--- SUPPLIED MATERIAL Enclosed Below ---
//! Cart synchronization errors.

use thiserror::Error;

use crate::{gateway::GatewayError, storage::StoreError};

/// Cart sync error variants.
#[derive(Debug, Error)]
pub enum CartSyncError {
    /// Backend request failed.
    #[error("cart request failed")]
    Gateway(#[from] GatewayError),

    /// Anonymous cart id could not be read or written.
    #[error("anonymous cart storage failed")]
    Store(#[from] StoreError),
}

impl CartSyncError {
    /// Text suitable for a user-facing notice.
    pub fn user_message(&self) -> String {
        match self {
            Self::Gateway(error) => error.user_message(),
            Self::Store(error) => error.to_string(),
        }
    }
}
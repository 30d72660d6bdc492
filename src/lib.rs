//! soundcart
//!
//! soundcart is the cart and checkout core of a music marketplace client. It keeps a
//! local cart in step with the marketplace REST API, folds a guest cart into the
//! signed-in user's cart, opens payment sessions and places orders.

pub mod cart;
pub mod checkout;
pub mod config;
pub mod gateway;
pub mod ids;
pub mod notices;
pub mod observability;
pub mod prelude;
pub mod prices;
pub mod storage;
pub mod sync;
pub mod uploads;
//! soundcart CLI

use std::process;

use clap::Parser;
use soundcart::config;

use crate::cli::Cli;

mod cli;

#[tokio::main]
pub async fn main() {
    config::load_dotenv();

    let cli = Cli::parse();

    if let Err(error) = cli.run().await {
        #[expect(
            clippy::print_stderr,
            reason = "errors are reported on stderr before exiting"
        )]
        {
            eprintln!("{error}");
        }

        process::exit(1);
    }
}
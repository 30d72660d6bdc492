//! User-facing notices.

use mockall::automock;
use tracing::{error, info};

/// Severity of a notice.
#[derive(Debug, Clone, Copy, PartialEq, Eq)]
pub enum NoticeLevel {
    /// Something the user asked for went through.
    Success,

    /// Something the user asked for failed.
    Error,
}

/// A short message for the user, e.g. a toast.
#[derive(Debug, Clone, PartialEq, Eq)]
pub struct Notice {
    pub level: NoticeLevel,
    pub message: String,
}

impl Notice {
    pub fn success(message: impl Into<String>) -> Self {
        Self {
            level: NoticeLevel::Success,
            message: message.into(),
        }
    }

    pub fn error(message: impl Into<String>) -> Self {
        Self {
            level: NoticeLevel::Error,
            message: message.into(),
        }
    }
}

/// Receives notices raised by the cart and checkout controllers.
#[automock]
pub trait Notifier: Send + Sync {
    fn notify(&self, notice: Notice);
}

/// Notifier that writes notices to the log.
#[derive(Debug, Clone, Copy, Default)]
pub struct TracingNotifier;

impl Notifier for TracingNotifier {
    fn notify(&self, notice: Notice) {
        match notice.level {
            NoticeLevel::Success => info!(text = %notice.message, "notice"),
            NoticeLevel::Error => error!(text = %notice.message, "notice"),
        }
    }
}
--- End of Enclosed SUPPLIED MATERIAL ---
**TASK TO CARRY OUT**
In the records above, find each line that mentions the word "Debug", and copy it.

**YOUR RESPONSE**
#[derive(Debug, Error)]
#[derive(Debug, Clone, Copy, PartialEq, Eq)]
#[derive(Debug, Clone, PartialEq, Eq)]
#[derive(Debug, Clone, Copy, Default)]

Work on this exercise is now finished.